> [What to produce]: All entries must be transcribed exactly, down to the last character.

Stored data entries
══════
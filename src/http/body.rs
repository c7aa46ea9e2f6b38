//! Response body fed by a drain task.
//!
//! `BodySink` is the drain's side, `ChunkBody` is what hyper polls. They
//! share a one-slot frame queue, so `flush` returns once hyper has taken the
//! previous frame for the connection.

use crate::streaming::{ChunkSink, StreamOutcome};
use async_trait::async_trait;
use bytes::Bytes;
use hyper::body::{Body, Frame, SizeHint};
use std::io;
use std::pin::Pin;
use std::task::{Context, Poll};
use tokio::sync::mpsc;

type FrameResult = Result<Frame<Bytes>, io::Error>;

/// Create a connected sink/body pair.
pub fn body_channel(content_length: Option<u64>) -> (BodySink, ChunkBody) {
    let (tx, rx) = mpsc::channel(1);
    (BodySink { tx }, ChunkBody { rx, content_length })
}

/// Drain side of a streamed response
pub struct BodySink {
    tx: mpsc::Sender<FrameResult>,
}

#[async_trait]
impl ChunkSink for BodySink {
    async fn write(&mut self, chunk: Bytes) -> io::Result<usize> {
        let len = chunk.len();
        self.tx
            .send(Ok(Frame::data(chunk)))
            .await
            .map_err(|_| io::Error::new(io::ErrorKind::BrokenPipe, "response body dropped"))?;
        Ok(len)
    }

    async fn flush(&mut self) -> io::Result<()> {
        // The permit is only granted once the last frame has been taken.
        self.tx
            .reserve()
            .await
            .map(drop)
            .map_err(|_| io::Error::new(io::ErrorKind::BrokenPipe, "response body dropped"))
    }

    async fn abort(&mut self, outcome: &StreamOutcome) {
        let err = io::Error::other(format!("stream ended early: {outcome}"));
        let _ = self.tx.send(Err(err)).await;
    }
}

/// Body polled by hyper. Ends when the sink is dropped.
pub struct ChunkBody {
    rx: mpsc::Receiver<FrameResult>,
    content_length: Option<u64>,
}

impl Body for ChunkBody {
    type Data = Bytes;
    type Error = io::Error;

    fn poll_frame(
        mut self: Pin<&mut Self>,
        cx: &mut Context<'_>,
    ) -> Poll<Option<Result<Frame<Self::Data>, Self::Error>>> {
        self.rx.poll_recv(cx)
    }

    fn size_hint(&self) -> SizeHint {
        match self.content_length {
            Some(len) => SizeHint::with_exact(len),
            None => SizeHint::default(),
        }
    }
}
══════
> [Written answer]:
filename src/http/body.rs
repository c7aa46ea9e2f6b38
//! Response body fed by a drain task.
//!
//! `BodySink` is the drain's side, `ChunkBody` is what hyper polls. They
//! share a one-slot frame queue, so `flush` returns once hyper has taken the
//! previous frame for the connection.

use crate::streaming::{ChunkSink, StreamOutcome};
use async_trait::async_trait;
use bytes::Bytes;
use hyper::body::{Body, Frame, SizeHint};
use std::io;
use std::pin::Pin;
use std::task::{Context, Poll};
use tokio::sync::mpsc;

type FrameResult = Result<Frame<Bytes>, io::Error>;

/// Create a connected sink/body pair.
pub fn body_channel(content_length: Option<u64>) -> (BodySink, ChunkBody) {
    let (tx, rx) = mpsc::channel(1);
    (BodySink { tx }, ChunkBody { rx, content_length })
}

/// Drain side of a streamed response
pub struct BodySink {
    tx: mpsc::Sender<FrameResult>,
}

#[async_trait]
impl ChunkSink for BodySink {
    async fn write(&mut self, chunk: Bytes) -> io::Result<usize> {
        let len = chunk.len();
        self.tx
            .send(Ok(Frame::data(chunk)))
            .await
            .map_err(|_| io::Error::new(io::ErrorKind::BrokenPipe, "response body dropped"))?;
        Ok(len)
    }

    async fn flush(&mut self) -> io::Result<()> {
        // The permit is only granted once the last frame has been taken.
        self.tx
            .reserve()
            .await
            .map(drop)
            .map_err(|_| io::Error::new(io::ErrorKind::BrokenPipe, "response body dropped"))
    }

    async fn abort(&mut self, outcome: &StreamOutcome) {
        let err = io::Error::other(format!("stream ended early: {outcome}"));
        let _ = self.tx.send(Err(err)).await;
    }
}

/// Body polled by hyper. Ends when the sink is dropped.
pub struct ChunkBody {
    rx: mpsc::Receiver<FrameResult>,
    content_length: Option<u64>,
}

impl Body for ChunkBody {
    type Data = Bytes;
    type Error = io::Error;

    fn poll_frame(
        mut self: Pin<&mut Self>,
        cx: &mut Context<'_>,
    ) -> Poll<Option<Result<Frame<Self::Data>, Self::Error>>> {
        self.rx.poll_recv(cx)
    }

    fn size_hint(&self) -> SizeHint {
        match self.content_length {
            Some(len) => SizeHint::with_exact(len),
            None => SizeHint::default(),
        }
    }
}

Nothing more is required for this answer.